Each line below has to be output exactly, from first to last.

**Study material**
——
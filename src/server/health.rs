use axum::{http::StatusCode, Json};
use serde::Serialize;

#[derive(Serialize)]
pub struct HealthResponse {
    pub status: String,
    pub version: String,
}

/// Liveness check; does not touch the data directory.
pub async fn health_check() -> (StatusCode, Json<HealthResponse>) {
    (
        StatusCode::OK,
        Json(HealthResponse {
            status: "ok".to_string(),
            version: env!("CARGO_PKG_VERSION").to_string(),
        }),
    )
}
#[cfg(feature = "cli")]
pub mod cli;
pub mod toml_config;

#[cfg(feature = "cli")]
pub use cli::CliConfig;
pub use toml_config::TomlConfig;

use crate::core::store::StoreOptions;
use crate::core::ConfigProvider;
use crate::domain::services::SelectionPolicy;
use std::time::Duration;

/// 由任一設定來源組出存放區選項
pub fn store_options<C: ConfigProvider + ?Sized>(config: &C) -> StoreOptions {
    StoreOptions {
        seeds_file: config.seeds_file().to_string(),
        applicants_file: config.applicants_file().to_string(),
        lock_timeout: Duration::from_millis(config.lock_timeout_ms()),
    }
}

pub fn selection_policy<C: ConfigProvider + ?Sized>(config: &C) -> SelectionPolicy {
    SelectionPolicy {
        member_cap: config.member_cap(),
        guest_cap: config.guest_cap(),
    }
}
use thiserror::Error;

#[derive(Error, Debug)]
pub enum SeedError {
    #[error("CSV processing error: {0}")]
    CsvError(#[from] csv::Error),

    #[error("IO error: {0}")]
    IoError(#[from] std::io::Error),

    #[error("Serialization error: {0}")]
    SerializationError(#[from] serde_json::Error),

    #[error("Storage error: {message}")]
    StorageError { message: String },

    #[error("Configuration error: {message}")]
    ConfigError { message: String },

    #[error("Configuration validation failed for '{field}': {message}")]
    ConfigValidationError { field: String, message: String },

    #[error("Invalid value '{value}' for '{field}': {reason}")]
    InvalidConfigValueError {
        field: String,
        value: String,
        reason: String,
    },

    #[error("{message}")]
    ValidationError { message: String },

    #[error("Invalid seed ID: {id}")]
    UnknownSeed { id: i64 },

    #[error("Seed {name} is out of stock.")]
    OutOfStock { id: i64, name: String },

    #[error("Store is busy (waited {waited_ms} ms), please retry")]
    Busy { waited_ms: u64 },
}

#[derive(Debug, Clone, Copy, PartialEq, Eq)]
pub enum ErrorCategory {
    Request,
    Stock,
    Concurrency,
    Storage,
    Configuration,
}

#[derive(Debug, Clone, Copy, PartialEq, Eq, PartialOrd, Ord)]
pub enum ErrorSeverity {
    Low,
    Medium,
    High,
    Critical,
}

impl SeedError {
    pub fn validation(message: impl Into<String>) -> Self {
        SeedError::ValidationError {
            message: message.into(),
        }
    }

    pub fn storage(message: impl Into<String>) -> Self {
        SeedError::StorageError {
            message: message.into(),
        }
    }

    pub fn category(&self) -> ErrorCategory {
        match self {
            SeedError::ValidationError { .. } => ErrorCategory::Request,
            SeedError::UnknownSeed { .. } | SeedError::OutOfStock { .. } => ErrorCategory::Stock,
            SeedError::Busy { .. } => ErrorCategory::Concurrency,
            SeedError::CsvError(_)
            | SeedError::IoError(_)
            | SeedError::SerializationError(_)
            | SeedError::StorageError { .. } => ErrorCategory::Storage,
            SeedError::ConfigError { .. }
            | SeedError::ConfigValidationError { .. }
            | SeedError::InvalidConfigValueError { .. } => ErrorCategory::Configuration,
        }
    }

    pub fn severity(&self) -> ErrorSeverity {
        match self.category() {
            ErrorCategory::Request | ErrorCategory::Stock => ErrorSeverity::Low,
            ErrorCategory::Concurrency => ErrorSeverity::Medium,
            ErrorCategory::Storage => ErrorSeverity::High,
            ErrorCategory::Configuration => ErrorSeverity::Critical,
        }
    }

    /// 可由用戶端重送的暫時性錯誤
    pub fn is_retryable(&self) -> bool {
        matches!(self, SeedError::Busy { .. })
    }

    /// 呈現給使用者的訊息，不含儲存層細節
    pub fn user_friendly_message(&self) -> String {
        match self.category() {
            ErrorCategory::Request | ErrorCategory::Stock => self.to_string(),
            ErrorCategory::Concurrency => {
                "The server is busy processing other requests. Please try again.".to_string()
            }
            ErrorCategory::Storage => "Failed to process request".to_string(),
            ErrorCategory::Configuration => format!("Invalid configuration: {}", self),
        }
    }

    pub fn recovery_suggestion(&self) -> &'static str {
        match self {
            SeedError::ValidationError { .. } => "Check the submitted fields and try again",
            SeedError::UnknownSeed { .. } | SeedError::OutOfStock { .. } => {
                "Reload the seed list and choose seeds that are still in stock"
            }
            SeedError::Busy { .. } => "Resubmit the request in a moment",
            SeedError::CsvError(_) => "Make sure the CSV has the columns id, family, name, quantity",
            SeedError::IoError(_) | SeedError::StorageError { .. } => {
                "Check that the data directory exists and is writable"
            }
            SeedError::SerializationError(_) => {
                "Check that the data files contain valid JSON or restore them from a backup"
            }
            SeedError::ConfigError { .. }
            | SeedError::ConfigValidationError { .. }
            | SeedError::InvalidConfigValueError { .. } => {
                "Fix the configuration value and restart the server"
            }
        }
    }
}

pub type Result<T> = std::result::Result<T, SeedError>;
——
**Answer area**
filename src/server/health.rs
use axum::{http::StatusCode, Json};
use serde::Serialize;

#[derive(Serialize)]
pub struct HealthResponse {
    pub status: String,
    pub version: String,
}

/// Liveness check; does not touch the data directory.
pub async fn health_check() -> (StatusCode, Json<HealthResponse>) {
    (
        StatusCode::OK,
        Json(HealthResponse {
            status: "ok".to_string(),
            version: env!("CARGO_PKG_VERSION").to_string(),
        }),
    )
}
#[cfg(feature = "cli")]
pub mod cli;
pub mod toml_config;

#[cfg(feature = "cli")]
pub use cli::CliConfig;
pub use toml_config::TomlConfig;

use crate::core::store::StoreOptions;
use crate::core::ConfigProvider;
use crate::domain::services::SelectionPolicy;
use std::time::Duration;

/// 由任一設定來源組出存放區選項
pub fn store_options<C: ConfigProvider + ?Sized>(config: &C) -> StoreOptions {
    StoreOptions {
        seeds_file: config.seeds_file().to_string(),
        applicants_file: config.applicants_file().to_string(),
        lock_timeout: Duration::from_millis(config.lock_timeout_ms()),
    }
}

pub fn selection_policy<C: ConfigProvider + ?Sized>(config: &C) -> SelectionPolicy {
    SelectionPolicy {
        member_cap: config.member_cap(),
        guest_cap: config.guest_cap(),
    }
}
use thiserror::Error;

#[derive(Error, Debug)]
pub enum SeedError {
    #[error("CSV processing error: {0}")]
    CsvError(#[from] csv::Error),

    #[error("IO error: {0}")]
    IoError(#[from] std::io::Error),

    #[error("Serialization error: {0}")]
    SerializationError(#[from] serde_json::Error),

    #[error("Storage error: {message}")]
    StorageError { message: String },

    #[error("Configuration error: {message}")]
    ConfigError { message: String },

    #[error("Configuration validation failed for '{field}': {message}")]
    ConfigValidationError { field: String, message: String },

    #[error("Invalid value '{value}' for '{field}': {reason}")]
    InvalidConfigValueError {
        field: String,
        value: String,
        reason: String,
    },

    #[error("{message}")]
    ValidationError { message: String },

    #[error("Invalid seed ID: {id}")]
    UnknownSeed { id: i64 },

    #[error("Seed {name} is out of stock.")]
    OutOfStock { id: i64, name: String },

    #[error("Store is busy (waited {waited_ms} ms), please retry")]
    Busy { waited_ms: u64 },
}

#[derive(Debug, Clone, Copy, PartialEq, Eq)]
pub enum ErrorCategory {
    Request,
    Stock,
    Concurrency,
    Storage,
    Configuration,
}

#[derive(Debug, Clone, Copy, PartialEq, Eq, PartialOrd, Ord)]
pub enum ErrorSeverity {
    Low,
    Medium,
    High,
    Critical,
}

impl SeedError {
    pub fn validation(message: impl Into<String>) -> Self {
        SeedError::ValidationError {
            message: message.into(),
        }
    }

    pub fn storage(message: impl Into<String>) -> Self {
        SeedError::StorageError {
            message: message.into(),
        }
    }

    pub fn category(&self) -> ErrorCategory {
        match self {
            SeedError::ValidationError { .. } => ErrorCategory::Request,
            SeedError::UnknownSeed { .. } | SeedError::OutOfStock { .. } => ErrorCategory::Stock,
            SeedError::Busy { .. } => ErrorCategory::Concurrency,
            SeedError::CsvError(_)
            | SeedError::IoError(_)
            | SeedError::SerializationError(_)
            | SeedError::StorageError { .. } => ErrorCategory::Storage,
            SeedError::ConfigError { .. }
            | SeedError::ConfigValidationError { .. }
            | SeedError::InvalidConfigValueError { .. } => ErrorCategory::Configuration,
        }
    }

    pub fn severity(&self) -> ErrorSeverity {
        match self.category() {
            ErrorCategory::Request | ErrorCategory::Stock => ErrorSeverity::Low,
            ErrorCategory::Concurrency => ErrorSeverity::Medium,
            ErrorCategory::Storage => ErrorSeverity::High,
            ErrorCategory::Configuration => ErrorSeverity::Critical,
        }
    }

    /// 可由用戶端重送的暫時性錯誤
    pub fn is_retryable(&self) -> bool {
        matches!(self, SeedError::Busy { .. })
    }

    /// 呈現給使用者的訊息，不含儲存層細節
    pub fn user_friendly_message(&self) -> String {
        match self.category() {
            ErrorCategory::Request | ErrorCategory::Stock => self.to_string(),
            ErrorCategory::Concurrency => {
                "The server is busy processing other requests. Please try again.".to_string()
            }
            ErrorCategory::Storage => "Failed to process request".to_string(),
            ErrorCategory::Configuration => format!("Invalid configuration: {}", self),
        }
    }

    pub fn recovery_suggestion(&self) -> &'static str {
        match self {
            SeedError::ValidationError { .. } => "Check the submitted fields and try again",
            SeedError::UnknownSeed { .. } | SeedError::OutOfStock { .. } => {
                "Reload the seed list and choose seeds that are still in stock"
            }
            SeedError::Busy { .. } => "Resubmit the request in a moment",
            SeedError::CsvError(_) => "Make sure the CSV has the columns id, family, name, quantity",
            SeedError::IoError(_) | SeedError::StorageError { .. } => {
                "Check that the data directory exists and is writable"
            }
            SeedError::SerializationError(_) => {
                "Check that the data files contain valid JSON or restore them from a backup"
            }
            SeedError::ConfigError { .. }
            | SeedError::ConfigValidationError { .. }
            | SeedError::InvalidConfigValueError { .. } => {
                "Fix the configuration value and restart the server"
            }
        }
    }
}

pub type Result<T> = std::result::Result<T, SeedError>;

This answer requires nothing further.